Saved entries

-=-=-

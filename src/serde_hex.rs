use num_bigint::BigUint;
use std::borrow::Cow;

pub use hex_buffer_serde::Hex;

// a single-purpose type for use in `#[serde(with)]`
pub enum BigUintHex {}

impl Hex<BigUint> for BigUintHex {
    type Error = String;

    fn create_bytes(value: &BigUint) -> Cow<[u8]> {
        value.to_bytes_be().into()
    }

    fn from_bytes(bytes: &[u8]) -> Result<BigUint, String> {
        Ok(BigUint::from_bytes_be(bytes))
    }
}
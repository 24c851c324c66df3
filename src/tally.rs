//! The homomorphic ciphertext tally.
//!
//! One accumulator ciphertext per real selection, laid out from the
//! manifest. Cast ballots multiply in; spoiled ballots are skipped and kept
//! aside for individual challenge decryption. Placeholder selections never
//! reach the tally.

use indexmap::{IndexMap, IndexSet};
use rayon::prelude::*;

use crate::*;

#[derive(Serialize, Deserialize, Debug, Clone, PartialEq)]
pub struct TallySelection {
    pub object_id: String,
    pub sequence_order: u32,
    pub description_hash: ElementModQ,
    pub ciphertext: ElGamalCiphertext,
}

#[derive(Serialize, Deserialize, Debug, Clone, PartialEq)]
pub struct TallyContest {
    pub object_id: String,
    pub sequence_order: u32,
    pub description_hash: ElementModQ,
    pub selections: IndexMap<String, TallySelection>,
}

#[derive(Serialize, Deserialize, Debug, Clone, PartialEq)]
pub struct CiphertextTally {
    pub object_id: String,
    pub contests: IndexMap<String, TallyContest>,
    pub cast_ballot_ids: IndexSet<String>,
}

impl CiphertextTally {
    /// An empty tally shaped by the manifest, every slot at the neutral
    /// ciphertext.
    pub fn new(object_id: &str, constants: &ElectionConstants, manifest: &Manifest) -> Self {
        let contests = manifest
            .contests
            .iter()
            .map(|contest| {
                let selections = contest
                    .selections
                    .iter()
                    .map(|selection| {
                        (
                            selection.object_id.clone(),
                            TallySelection {
                                object_id: selection.object_id.clone(),
                                sequence_order: selection.sequence_order,
                                description_hash: selection.crypto_hash(constants),
                                ciphertext: ElGamalCiphertext::one(),
                            },
                        )
                    })
                    .collect();
                (
                    contest.object_id.clone(),
                    TallyContest {
                        object_id: contest.object_id.clone(),
                        sequence_order: contest.sequence_order,
                        description_hash: contest.crypto_hash(constants),
                        selections,
                    },
                )
            })
            .collect();
        CiphertextTally {
            object_id: object_id.to_string(),
            contests,
            cast_ballot_ids: IndexSet::new(),
        }
    }

    /// Same shape, no accumulated ballots. Partial accumulators for the
    /// parallel path start from this.
    fn empty_like(&self) -> Self {
        let contests = self
            .contests
            .iter()
            .map(|(contest_id, contest)| {
                let selections = contest
                    .selections
                    .iter()
                    .map(|(selection_id, selection)| {
                        (
                            selection_id.clone(),
                            TallySelection {
                                ciphertext: ElGamalCiphertext::one(),
                                ..selection.clone()
                            },
                        )
                    })
                    .collect();
                (
                    contest_id.clone(),
                    TallyContest {
                        selections,
                        ..contest.clone()
                    },
                )
            })
            .collect();
        CiphertextTally {
            object_id: self.object_id.clone(),
            contests,
            cast_ballot_ids: IndexSet::new(),
        }
    }

    /// Fold one submitted ballot into the tally. Returns whether the ballot
    /// was counted; spoiled ballots are not.
    pub fn accumulate(
        &mut self,
        constants: &ElectionConstants,
        submitted: &SubmittedBallot,
    ) -> Result<bool, Error> {
        if !submitted.is_cast() {
            return Ok(false);
        }
        if self.cast_ballot_ids.contains(&submitted.ballot.object_id) {
            return Err(Error::DuplicateBallotId(submitted.ballot.object_id.clone()));
        }
        for contest in &submitted.ballot.contests {
            let slot_contest = self
                .contests
                .get_mut(&contest.object_id)
                .ok_or_else(|| Error::UnknownContest(contest.object_id.clone()))?;
            for selection in &contest.selections {
                if selection.is_placeholder {
                    continue;
                }
                let slot = slot_contest
                    .selections
                    .get_mut(&selection.object_id)
                    .ok_or_else(|| Error::UnknownSelection {
                        contest_id: contest.object_id.clone(),
                        selection_id: selection.object_id.clone(),
                    })?;
                slot.ciphertext = slot.ciphertext.combine(constants, &selection.ciphertext);
            }
        }
        self.cast_ballot_ids
            .insert(submitted.ballot.object_id.clone());
        Ok(true)
    }

    /// Fold a batch of ballots in parallel. Returns how many were counted.
    pub fn accumulate_all(
        &mut self,
        constants: &ElectionConstants,
        ballots: &[SubmittedBallot],
    ) -> Result<u64, Error> {
        let cast: Vec<&SubmittedBallot> = ballots.iter().filter(|b| b.is_cast()).collect();
        let merged = cast
            .par_iter()
            .try_fold(
                || self.empty_like(),
                |mut partial, submitted| {
                    partial.accumulate(constants, submitted)?;
                    Ok::<_, Error>(partial)
                },
            )
            .try_reduce(|| self.empty_like(), |mut left, right| {
                left.merge(constants, right)?;
                Ok(left)
            })?;
        let counted = merged.cast_ballot_ids.len() as u64;
        self.merge(constants, merged)?;
        Ok(counted)
    }

    /// Combine another same-shaped tally into this one. Overlapping ballot
    /// ids mean a ballot was accumulated twice.
    fn merge(&mut self, constants: &ElectionConstants, other: CiphertextTally) -> Result<(), Error> {
        for ballot_id in &other.cast_ballot_ids {
            if self.cast_ballot_ids.contains(ballot_id) {
                return Err(Error::DuplicateBallotId(ballot_id.clone()));
            }
        }
        for (contest_id, other_contest) in &other.contests {
            let contest = self
                .contests
                .get_mut(contest_id)
                .ok_or_else(|| Error::UnknownContest(contest_id.clone()))?;
            for (selection_id, other_selection) in &other_contest.selections {
                let slot = contest
                    .selections
                    .get_mut(selection_id)
                    .ok_or_else(|| Error::UnknownSelection {
                        contest_id: contest_id.clone(),
                        selection_id: selection_id.clone(),
                    })?;
                slot.ciphertext =
                    slot.ciphertext.combine(constants, &other_selection.ciphertext);
            }
        }
        self.cast_ballot_ids.extend(other.cast_ballot_ids);
        Ok(())
    }
}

-=-=-

* [Instructions for the task]:
All records shown above are to be output exactly.

* [Completed exercise]:
filename src/serde_hex.rs
use num_bigint::BigUint;
use std::borrow::Cow;

pub use hex_buffer_serde::Hex;

// a single-purpose type for use in `#[serde(with)]`
pub enum BigUintHex {}

impl Hex<BigUint> for BigUintHex {
    type Error = String;

    fn create_bytes(value: &BigUint) -> Cow<[u8]> {
        value.to_bytes_be().into()
    }

    fn from_bytes(bytes: &[u8]) -> Result<BigUint, String> {
        Ok(BigUint::from_bytes_be(bytes))
    }
}
repository 24c851c324c66df3
filename src/tally.rs
//! The homomorphic ciphertext tally.
//!
//! One accumulator ciphertext per real selection, laid out from the
//! manifest. Cast ballots multiply in; spoiled ballots are skipped and kept
//! aside for individual challenge decryption. Placeholder selections never
//! reach the tally.

use indexmap::{IndexMap, IndexSet};
use rayon::prelude::*;

use crate::*;

#[derive(Serialize, Deserialize, Debug, Clone, PartialEq)]
pub struct TallySelection {
    pub object_id: String,
    pub sequence_order: u32,
    pub description_hash: ElementModQ,
    pub ciphertext: ElGamalCiphertext,
}

#[derive(Serialize, Deserialize, Debug, Clone, PartialEq)]
pub struct TallyContest {
    pub object_id: String,
    pub sequence_order: u32,
    pub description_hash: ElementModQ,
    pub selections: IndexMap<String, TallySelection>,
}

#[derive(Serialize, Deserialize, Debug, Clone, PartialEq)]
pub struct CiphertextTally {
    pub object_id: String,
    pub contests: IndexMap<String, TallyContest>,
    pub cast_ballot_ids: IndexSet<String>,
}

impl CiphertextTally {
    /// An empty tally shaped by the manifest, every slot at the neutral
    /// ciphertext.
    pub fn new(object_id: &str, constants: &ElectionConstants, manifest: &Manifest) -> Self {
        let contests = manifest
            .contests
            .iter()
            .map(|contest| {
                let selections = contest
                    .selections
                    .iter()
                    .map(|selection| {
                        (
                            selection.object_id.clone(),
                            TallySelection {
                                object_id: selection.object_id.clone(),
                                sequence_order: selection.sequence_order,
                                description_hash: selection.crypto_hash(constants),
                                ciphertext: ElGamalCiphertext::one(),
                            },
                        )
                    })
                    .collect();
                (
                    contest.object_id.clone(),
                    TallyContest {
                        object_id: contest.object_id.clone(),
                        sequence_order: contest.sequence_order,
                        description_hash: contest.crypto_hash(constants),
                        selections,
                    },
                )
            })
            .collect();
        CiphertextTally {
            object_id: object_id.to_string(),
            contests,
            cast_ballot_ids: IndexSet::new(),
        }
    }

    /// Same shape, no accumulated ballots. Partial accumulators for the
    /// parallel path start from this.
    fn empty_like(&self) -> Self {
        let contests = self
            .contests
            .iter()
            .map(|(contest_id, contest)| {
                let selections = contest
                    .selections
                    .iter()
                    .map(|(selection_id, selection)| {
                        (
                            selection_id.clone(),
                            TallySelection {
                                ciphertext: ElGamalCiphertext::one(),
                                ..selection.clone()
                            },
                        )
                    })
                    .collect();
                (
                    contest_id.clone(),
                    TallyContest {
                        selections,
                        ..contest.clone()
                    },
                )
            })
            .collect();
        CiphertextTally {
            object_id: self.object_id.clone(),
            contests,
            cast_ballot_ids: IndexSet::new(),
        }
    }

    /// Fold one submitted ballot into the tally. Returns whether the ballot
    /// was counted; spoiled ballots are not.
    pub fn accumulate(
        &mut self,
        constants: &ElectionConstants,
        submitted: &SubmittedBallot,
    ) -> Result<bool, Error> {
        if !submitted.is_cast() {
            return Ok(false);
        }
        if self.cast_ballot_ids.contains(&submitted.ballot.object_id) {
            return Err(Error::DuplicateBallotId(submitted.ballot.object_id.clone()));
        }
        for contest in &submitted.ballot.contests {
            let slot_contest = self
                .contests
                .get_mut(&contest.object_id)
                .ok_or_else(|| Error::UnknownContest(contest.object_id.clone()))?;
            for selection in &contest.selections {
                if selection.is_placeholder {
                    continue;
                }
                let slot = slot_contest
                    .selections
                    .get_mut(&selection.object_id)
                    .ok_or_else(|| Error::UnknownSelection {
                        contest_id: contest.object_id.clone(),
                        selection_id: selection.object_id.clone(),
                    })?;
                slot.ciphertext = slot.ciphertext.combine(constants, &selection.ciphertext);
            }
        }
        self.cast_ballot_ids
            .insert(submitted.ballot.object_id.clone());
        Ok(true)
    }

    /// Fold a batch of ballots in parallel. Returns how many were counted.
    pub fn accumulate_all(
        &mut self,
        constants: &ElectionConstants,
        ballots: &[SubmittedBallot],
    ) -> Result<u64, Error> {
        let cast: Vec<&SubmittedBallot> = ballots.iter().filter(|b| b.is_cast()).collect();
        let merged = cast
            .par_iter()
            .try_fold(
                || self.empty_like(),
                |mut partial, submitted| {
                    partial.accumulate(constants, submitted)?;
                    Ok::<_, Error>(partial)
                },
            )
            .try_reduce(|| self.empty_like(), |mut left, right| {
                left.merge(constants, right)?;
                Ok(left)
            })?;
        let counted = merged.cast_ballot_ids.len() as u64;
        self.merge(constants, merged)?;
        Ok(counted)
    }

    /// Combine another same-shaped tally into this one. Overlapping ballot
    /// ids mean a ballot was accumulated twice.
    fn merge(&mut self, constants: &ElectionConstants, other: CiphertextTally) -> Result<(), Error> {
        for ballot_id in &other.cast_ballot_ids {
            if self.cast_ballot_ids.contains(ballot_id) {
                return Err(Error::DuplicateBallotId(ballot_id.clone()));
            }
        }
        for (contest_id, other_contest) in &other.contests {
            let contest = self
                .contests
                .get_mut(contest_id)
                .ok_or_else(|| Error::UnknownContest(contest_id.clone()))?;
            for (selection_id, other_selection) in &other_contest.selections {
                let slot = contest
                    .selections
                    .get_mut(selection_id)
                    .ok_or_else(|| Error::UnknownSelection {
                        contest_id: contest_id.clone(),
                        selection_id: selection_id.clone(),
                    })?;
                slot.ciphertext =
                    slot.ciphertext.combine(constants, &other_selection.ciphertext);
            }
        }
        self.cast_ballot_ids.extend(other.cast_ballot_ids);
        Ok(())
    }
}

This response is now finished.